The Kreuzkarspitze is a 2,587-metre-high Austrian mountain in the Hornbach chain of the Allgäu Alps.

== Location and surrounding area ==
The Kreuzkarspitze lies in the Austrian federal state of Tyrol. The municipal boundary between Elbigenalp to the south and Hinterhornbach to the north runs over the summit.

The peak rises in the Hornbach chain, which is bounded in the south by the Lech valley and in the north by the Hornbach valley. The East Arête to the Noppenspitze (2,594 m) has a notch (2,458 m) that is the reference point for the Kreuzkarspitze's prominence of 129 metres. The Noppenspitze is also the parent peak for the Kreuzkarspitze's isolation of 1.2 kilometres. Between the two summits lies the Noppenkar. This cirque is separated from another one, the Balschtekar, by the long South Arête of the Kreuzkarspitze. From the West Arête of the Kreuzkarspitze rises the Balschtespitze (2,499 m), before the Hornbach chain descends to the col of Schöneggerscharte (2,257 m). To the north lies the Kreuzkar cirque.

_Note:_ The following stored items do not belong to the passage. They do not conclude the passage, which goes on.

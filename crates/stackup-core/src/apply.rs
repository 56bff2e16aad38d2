use std::path::{Path, PathBuf};

use serde::Serialize;
use tracing::{info, warn};

use crate::error::{Result, StackupError};
use crate::exec::{CommandRunner, Invocation};

#[derive(Debug, Clone, PartialEq, Eq, Serialize)]
#[serde(tag = "result", rename_all = "snake_case")]
pub enum ApplyResult {
    Applied,
    /// The applier exited non-zero. Whether anything usable was created is
    /// decided by the namespace wait that follows.
    Failed { step: String, detail: String },
}

/// The infrastructure directory must exist before anything is provisioned.
pub fn check_infra_dir(dir: &Path) -> Result<PathBuf> {
    if dir.is_dir() {
        Ok(dir.to_path_buf())
    } else {
        Err(StackupError::MissingInfraDir(dir.to_path_buf()))
    }
}

fn terraform(dir: &Path, args: &[&str]) -> Invocation {
    Invocation::new("terraform")
        .arg(format!("-chdir={}", dir.display()))
        .args(args.iter().copied())
        .inherit()
}

/// `terraform init` then `terraform apply`, output streamed to the terminal.
pub async fn apply_infrastructure<R: CommandRunner>(dir: &Path, runner: &R) -> Result<ApplyResult> {
    check_infra_dir(dir)?;
    let steps = [
        ("init", terraform(dir, &["init", "-input=false"])),
        (
            "apply",
            terraform(dir, &["apply", "-auto-approve", "-input=false"]),
        ),
    ];
    for (step, invocation) in steps {
        info!(step, dir = %dir.display(), "running applier");
        let out = runner.run(&invocation).await?;
        if !out.success() {
            let detail = out.diagnostic();
            warn!(step, %detail, "applier failed; continuing to the namespace check");
            return Ok(ApplyResult::Failed {
                step: step.to_string(),
                detail,
            });
        }
    }
    Ok(ApplyResult::Applied)
}
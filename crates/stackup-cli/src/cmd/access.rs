use crate::output::print_json;
use stackup_core::exec::SystemRunner;
use stackup_core::report::{access_instructions, render};
use std::path::Path;

pub fn run(root: &Path, json: bool) -> anyhow::Result<()> {
    let config = super::load_config(root)?;
    let runner = SystemRunner::new();
    let info = super::runtime()?.block_on(access_instructions(&config, &runner));
    if json {
        print_json(&info)
    } else {
        println!("{}", render(&info));
        Ok(())
    }
}
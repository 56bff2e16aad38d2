//! Scoped port-forward tunnel.
//!
//! A [`TunnelSession`] owns the `kubectl port-forward` child. Callers close it
//! explicitly with [`TunnelSession::close`], which kills and reaps the child;
//! dropping an unclosed session still sends the kill.

use std::fmt;

use tokio::process::Child;
use tracing::{debug, warn};

use crate::error::Result;
use crate::exec::{CommandRunner, Invocation};

#[derive(Debug, Clone, PartialEq, Eq)]
pub struct TunnelSpec {
    pub namespace: String,
    pub service: String,
    pub local_port: u16,
    pub remote_port: u16,
}

impl TunnelSpec {
    pub fn invocation(&self) -> Invocation {
        Invocation::new("kubectl").args([
            "port-forward".to_string(),
            "-n".to_string(),
            self.namespace.clone(),
            format!("svc/{}", self.service),
            format!("{}:{}", self.local_port, self.remote_port),
        ])
    }
}

impl fmt::Display for TunnelSpec {
    fn fmt(&self, f: &mut fmt::Formatter<'_>) -> fmt::Result {
        write!(
            f,
            "127.0.0.1:{} -> {}/svc/{}:{}",
            self.local_port, self.namespace, self.service, self.remote_port
        )
    }
}

pub struct TunnelSession {
    spec: TunnelSpec,
    child: Option<Child>,
    respawns: u32,
}

impl TunnelSession {
    pub fn open<R: CommandRunner>(spec: TunnelSpec, runner: &R) -> Result<Self> {
        let child = runner.spawn(&spec.invocation())?;
        debug!(tunnel = %spec, pid = ?child.id(), "tunnel opened");
        Ok(Self {
            spec,
            child: Some(child),
            respawns: 0,
        })
    }

    pub fn spec(&self) -> &TunnelSpec {
        &self.spec
    }

    pub fn pid(&self) -> Option<u32> {
        self.child.as_ref().and_then(Child::id)
    }

    pub fn respawns(&self) -> u32 {
        self.respawns
    }

    /// Respawn the forwarder if it has exited. Returns true when a new
    /// process was started.
    pub fn ensure_alive<R: CommandRunner>(&mut self, runner: &R) -> Result<bool> {
        let running = match self.child.as_mut() {
            Some(child) => match child.try_wait()? {
                None => true,
                Some(status) => {
                    warn!(tunnel = %self.spec, %status, "port-forward exited; respawning");
                    false
                }
            },
            None => false,
        };
        if running {
            return Ok(false);
        }
        self.child = Some(runner.spawn(&self.spec.invocation())?);
        self.respawns += 1;
        Ok(true)
    }

    /// Kill the forwarder and wait for it to be reaped.
    pub async fn close(mut self) {
        if let Some(mut child) = self.child.take() {
            let pid = child.id();
            if let Err(e) = child.kill().await {
                debug!(?pid, error = %e, "tunnel already gone");
            }
            debug!(tunnel = %self.spec, ?pid, "tunnel closed");
        }
    }
}

impl Drop for TunnelSession {
    fn drop(&mut self) {
        if let Some(child) = self.child.as_mut() {
            let _ = child.start_kill();
        }
    }
}
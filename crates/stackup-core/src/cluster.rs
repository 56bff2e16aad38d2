//! Cluster lifecycle and the ingress addon.
//!
//! Both waits here are fatal on timeout: with no ready node or no ingress
//! controller, nothing applied afterwards can become reachable.

use std::time::Duration;

use serde::Serialize;
use tracing::{info, warn};

use crate::config::{ClusterConfig, IngressConfig};
use crate::error::{Result, StackupError};
use crate::exec::{CommandOutput, CommandRunner, Invocation};
use crate::poll::{poll_until, OnTimeout, PollOutcome, PollPolicy};
use crate::readiness::{lift, settle, wait_pods_ready};

/// Interval between node-readiness probes that fail fast.
const NODE_POLL_INTERVAL: Duration = Duration::from_secs(5);
const INGRESS_POLL_INTERVAL: Duration = Duration::from_secs(5);

#[derive(Debug, Clone, Copy, PartialEq, Eq, Serialize)]
#[serde(rename_all = "snake_case")]
pub enum ClusterAction {
    AlreadyRunning,
    Started,
}

#[derive(Debug, Clone, PartialEq, Eq, Serialize)]
#[serde(tag = "addon", rename_all = "snake_case")]
pub enum AddonAction {
    Enabled,
    /// The enable call failed; the controller wait still decides the stage.
    EnableFailed { detail: String },
}

/// Host, node, and pod view for `stackup status`.
#[derive(Debug, Clone, PartialEq, Eq, Serialize)]
pub struct ClusterSnapshot {
    pub profile: String,
    pub host: String,
    pub nodes: String,
    pub pods: String,
}

/// `minikube status` host field, or `None` when the profile does not exist
/// or the command fails.
pub async fn host_status<R: CommandRunner>(runner: &R, profile: &str) -> Result<Option<String>> {
    let out = runner
        .run(&Invocation::new("minikube").args([
            "status",
            "-p",
            profile,
            "--format={{.Host}}",
        ]))
        .await?;
    // A stopped host exits non-zero but still prints its state.
    let host = out.stdout.trim();
    Ok((!host.is_empty()).then(|| host.to_string()))
}

/// Start the cluster unless it is already running, then wait for every node
/// to report Ready.
pub async fn start_cluster<R: CommandRunner>(
    cfg: &ClusterConfig,
    runner: &R,
) -> Result<ClusterAction> {
    let action = match host_status(runner, &cfg.profile).await? {
        Some(host) if host == "Running" => {
            info!(profile = %cfg.profile, "cluster already running");
            ClusterAction::AlreadyRunning
        }
        host => {
            info!(
                profile = %cfg.profile,
                host = host.as_deref().unwrap_or("absent"),
                driver = %cfg.driver,
                cpus = cfg.cpus,
                memory_mb = cfg.memory_mb,
                "starting cluster"
            );
            let start = Invocation::new("minikube")
                .args([
                    "start".to_string(),
                    "-p".to_string(),
                    cfg.profile.clone(),
                    format!("--driver={}", cfg.driver),
                    format!("--cpus={}", cfg.cpus),
                    format!("--memory={}mb", cfg.memory_mb),
                    format!("--kubernetes-version={}", cfg.kubernetes_version),
                ])
                .inherit();
            let out = runner.run(&start).await?;
            if !out.success() {
                return Err(StackupError::ClusterStartFailed(format!(
                    "`{start}` {}",
                    out.diagnostic()
                )));
            }
            ClusterAction::Started
        }
    };

    wait_nodes_ready(runner, Duration::from_secs(cfg.ready_timeout_secs)).await?;
    Ok(action)
}

async fn wait_nodes_ready<R: CommandRunner>(runner: &R, timeout: Duration) -> Result<()> {
    info!(timeout_secs = timeout.as_secs(), "waiting for cluster node");
    let policy = PollPolicy::deadline(timeout, NODE_POLL_INTERVAL, OnTimeout::Fatal);
    let outcome = poll_until(&policy, move |attempt| {
        let probe = Invocation::new("kubectl").args([
            "wait".to_string(),
            "--for=condition=Ready".to_string(),
            "node".to_string(),
            "--all".to_string(),
            format!("--timeout={}s", attempt.remaining_secs(NODE_POLL_INTERVAL)),
        ]);
        async move { settle(runner.run(&probe).await) }
    })
    .await;

    match lift(outcome)? {
        PollOutcome::Ready { .. } => Ok(()),
        PollOutcome::Exhausted { attempts, .. } => Err(StackupError::ReadinessTimeout {
            what: "cluster node".to_string(),
            attempts,
        }),
    }
}

/// Enable the ingress addon (best effort) and wait for its controller pod.
pub async fn enable_ingress<R: CommandRunner>(
    cfg: &IngressConfig,
    profile: &str,
    runner: &R,
) -> Result<AddonAction> {
    info!(addon = %cfg.addon, "enabling ingress addon");
    let enable = Invocation::new("minikube").args(["-p", profile, "addons", "enable", &cfg.addon]);
    let out = runner.run(&enable).await?;
    let action = if out.success() {
        AddonAction::Enabled
    } else {
        let detail = out.diagnostic();
        warn!(
            addon = %cfg.addon,
            %detail,
            "addon enable failed; waiting for the controller anyway"
        );
        AddonAction::EnableFailed { detail }
    };

    let policy = PollPolicy::deadline(
        Duration::from_secs(cfg.timeout_secs),
        INGRESS_POLL_INTERVAL,
        OnTimeout::Fatal,
    );
    match wait_pods_ready(runner, &cfg.namespace, &cfg.selector, &policy).await? {
        PollOutcome::Ready { .. } => {
            info!(namespace = %cfg.namespace, "ingress controller ready");
            Ok(action)
        }
        PollOutcome::Exhausted { attempts, .. } => Err(StackupError::ReadinessTimeout {
            what: "ingress controller".to_string(),
            attempts,
        }),
    }
}

/// Read-only view of the cluster. Never starts anything.
pub async fn snapshot<R: CommandRunner>(
    runner: &R,
    profile: &str,
    namespace: &str,
) -> Result<ClusterSnapshot> {
    let host = host_status(runner, profile)
        .await?
        .unwrap_or_else(|| "Absent".to_string());
    let (nodes, pods) = if host == "Running" {
        let nodes = runner
            .run(&Invocation::new("kubectl").args(["get", "nodes"]))
            .await?;
        let pods = runner
            .run(&Invocation::new("kubectl").args(["get", "pods", "-n", namespace, "-o", "wide"]))
            .await?;
        (shown(&nodes), shown(&pods))
    } else {
        (String::new(), String::new())
    };
    Ok(ClusterSnapshot {
        profile: profile.to_string(),
        host,
        nodes,
        pods,
    })
}

fn shown(out: &CommandOutput) -> String {
    if out.success() {
        out.stdout.trim_end().to_string()
    } else {
        out.diagnostic()
    }
}

// ---------------------------------------------------------------------------
// Tests
// ---------------------------------------------------------------------------
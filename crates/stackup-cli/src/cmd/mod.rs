pub mod access;
pub mod config;
pub mod status;
pub mod tools;
pub mod up;
pub mod verify;

use anyhow::Context;
use stackup_core::config::{Config, WarnLevel};
use std::fmt;
use std::path::Path;
use tracing::warn;

/// Returned when a shutdown signal cut the run short. `main` maps it to
/// exit code 130.
#[derive(Debug)]
pub struct Interrupted;

impl fmt::Display for Interrupted {
    fn fmt(&self, f: &mut fmt::Formatter<'_>) -> fmt::Result {
        f.write_str("interrupted by signal")
    }
}

impl std::error::Error for Interrupted {}

/// Load the config and log its warnings. Validation errors stop the command.
pub fn load_config(root: &Path) -> anyhow::Result<Config> {
    let config = Config::load(root).context("failed to load config")?;
    let warnings = config.validate();
    for w in &warnings {
        warn!(level = ?w.level, "{}", w.message);
    }
    if warnings.iter().any(|w| w.level == WarnLevel::Error) {
        anyhow::bail!("invalid configuration; run `stackup config check` for details");
    }
    Ok(config)
}

/// The whole pipeline is sequential; one thread is enough.
pub fn runtime() -> anyhow::Result<tokio::runtime::Runtime> {
    tokio::runtime::Builder::new_current_thread()
        .enable_all()
        .build()
        .context("failed to start async runtime")
}
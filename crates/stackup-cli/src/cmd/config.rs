use crate::output::print_json;
use anyhow::Context;
use clap::Subcommand;
use stackup_core::config::{Config, WarnLevel};
use std::path::Path;

// ---------------------------------------------------------------------------
// Subcommand types
// ---------------------------------------------------------------------------

#[derive(Subcommand)]
pub enum ConfigSubcommand {
    /// Print the effective configuration (file, defaults, and env overrides)
    Show,

    /// Validate the config for common mistakes
    Check,
}

// ---------------------------------------------------------------------------
// Entry point
// ---------------------------------------------------------------------------

pub fn run(root: &Path, subcmd: ConfigSubcommand, json: bool) -> anyhow::Result<()> {
    match subcmd {
        ConfigSubcommand::Show => show(root, json),
        ConfigSubcommand::Check => check(root, json),
    }
}

fn show(root: &Path, json: bool) -> anyhow::Result<()> {
    let config = Config::load(root).context("failed to load config")?;
    if json {
        print_json(&config)
    } else {
        print!("{}", config.to_yaml()?);
        Ok(())
    }
}

// ---------------------------------------------------------------------------
// check
// ---------------------------------------------------------------------------

fn check(root: &Path, json: bool) -> anyhow::Result<()> {
    let config = Config::load(root).context("failed to load config")?;
    let warnings = config.validate();

    if json {
        print_json(&serde_json::json!({ "warnings": warnings }))?;
    } else if warnings.is_empty() {
        println!("Config is valid. No warnings.");
    } else {
        for w in &warnings {
            let prefix = match w.level {
                WarnLevel::Warning => "warning",
                WarnLevel::Error => "error",
            };
            println!("[{prefix}] {}", w.message);
        }
    }

    if Config::has_errors(&warnings) {
        anyhow::bail!("config validation found errors");
    }
    Ok(())
}
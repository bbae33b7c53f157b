use linemark_engine::{ConvertOptions, Parser, convert_document, markdown_to_html};
use pretty_assertions::assert_eq;

const SKIP_BLANKS: ConvertOptions = ConvertOptions {
    skip_blank_lines: true,
};

#[test]
fn fixture_headings_and_lists() {
    assert_fixture("headings_and_lists", &SKIP_BLANKS);
}

#[test]
fn fixture_code_and_quotes() {
    assert_fixture("code_and_quotes", &SKIP_BLANKS);
}

#[test]
fn fixture_links_and_rules() {
    assert_fixture("links_and_rules", &SKIP_BLANKS);
}

#[test]
fn fixture_blank_lines_as_rules() {
    assert_fixture("blank_lines_as_rules", &ConvertOptions::default());
}

fn assert_fixture(name: &str, options: &ConvertOptions) {
    let fixtures_dir = format!("{}/tests/fixtures", env!("CARGO_MANIFEST_DIR"));
    let md = std::fs::read_to_string(format!("{fixtures_dir}/{name}.md")).unwrap();
    let rope = xi_rope::Rope::from(md.as_str());

    let html = convert_document(&rope, options);
    insta::with_settings!({
        snapshot_path => fixtures_dir.as_str(),
        prepend_module_to_snapshot => false,
    }, {
        insta::assert_snapshot!(name, html);
    });
}

/// Line-at-a-time parsing and whole-text conversion agree.
#[test]
fn parser_matches_document_conversion() {
    let md = "# T\n* a\n* b\n    code\n> q\n[l](/x)\n---\nend";

    let mut parser = Parser::new();
    for line in md.lines() {
        parser.parse(line);
    }

    assert_eq!(parser.to_html(), markdown_to_html(md));
}

/// Unicode content survives every conversion path.
#[test]
fn non_ascii_content() {
    assert_eq!(
        markdown_to_html("# Café\n* naïve\n> «quote»\n[π](/pi) ≈ 3.14"),
        "<h1>Café</h1><ul><li>naïve</li></ul><blockquote>«quote»</blockquote>\
         <p><a href=\"/pi\">π</a> ≈ 3.14</p>"
    );
}
use crate::parsing::blocks::types::{Category, Item};

/// Plain text: the fallback when no other test matches.
///
/// The line is copied verbatim and plain text phrases get no wrapper.
pub struct Paragraph;

impl Paragraph {
    pub fn convert(line: &str) -> Item {
        Item::new(Category::PlainText, line)
    }
}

On the South Arête are the summits of the Söllerköpfe (2,402 m); the ridge then continues over the den Balschte Saddle (2,226 m) to the Rotwand (2,262 m). On the north flank is a small, unnamed glacier and, at the foot of the Kreuzkar, lies the lake of Kreuzkarsee (1983 m).

== Geology ==
The Kreuzkarspitze is built of brittle main dolomite rock.

== Origin of the name ==
The name of the mountain comes from the cirque to the north. Why the latter was called Kreuz ("cross") is not totally clear. Because the farmers from the Lech valley also used pastures in the Hornbach valley, they had to cross the Hornbach chain, which was possible over the col of Schöneggerscharte. It is likely that a cross was erected in its vicinity as a symbol of protection or trust. A summit recorded in 1775 as the Creuzspitze could have been the Schreierkopf.

== History ==
The Kreuzkarspitze was first climbed in 1892 by Chr. Wolff using the present normal route. In 1899, von Cube and his unknown companion scaled the North Face for the first time. The route from the Noppenkar to the South Arête was climbed in 1900 by W. Lossen. The first crossing of the East and West Arêtes was also achieved in 1900 by v. Cube and A. Schulze.

== Ascent ==

=== Normal route ===
The base for the unmarked ascent of the Kreuzkarspitze is the Hermann von Barth Hut (2,129 m). From there the Enzensperger Way (Weg 435) heads eastwards into the Balschtekar. From there it climbs to the notch (2,348 m) between the Kreuzkarspitze and the Northern Söllerkopf, following the South Arête from here to the top. The crux of the tour is a ledge in front of the western subpeak, which is rated as a UIAA grade I climb. In addition the ascent requires a head for heights and sure-footedness.

=== Climbing ===
Besides the relatively easy normal route there are also climbing routes on the Kreuzkarspitze. The eastern flank and East Arête are grade III climbs, as is the West Arête. The North Face is a grade IV climb.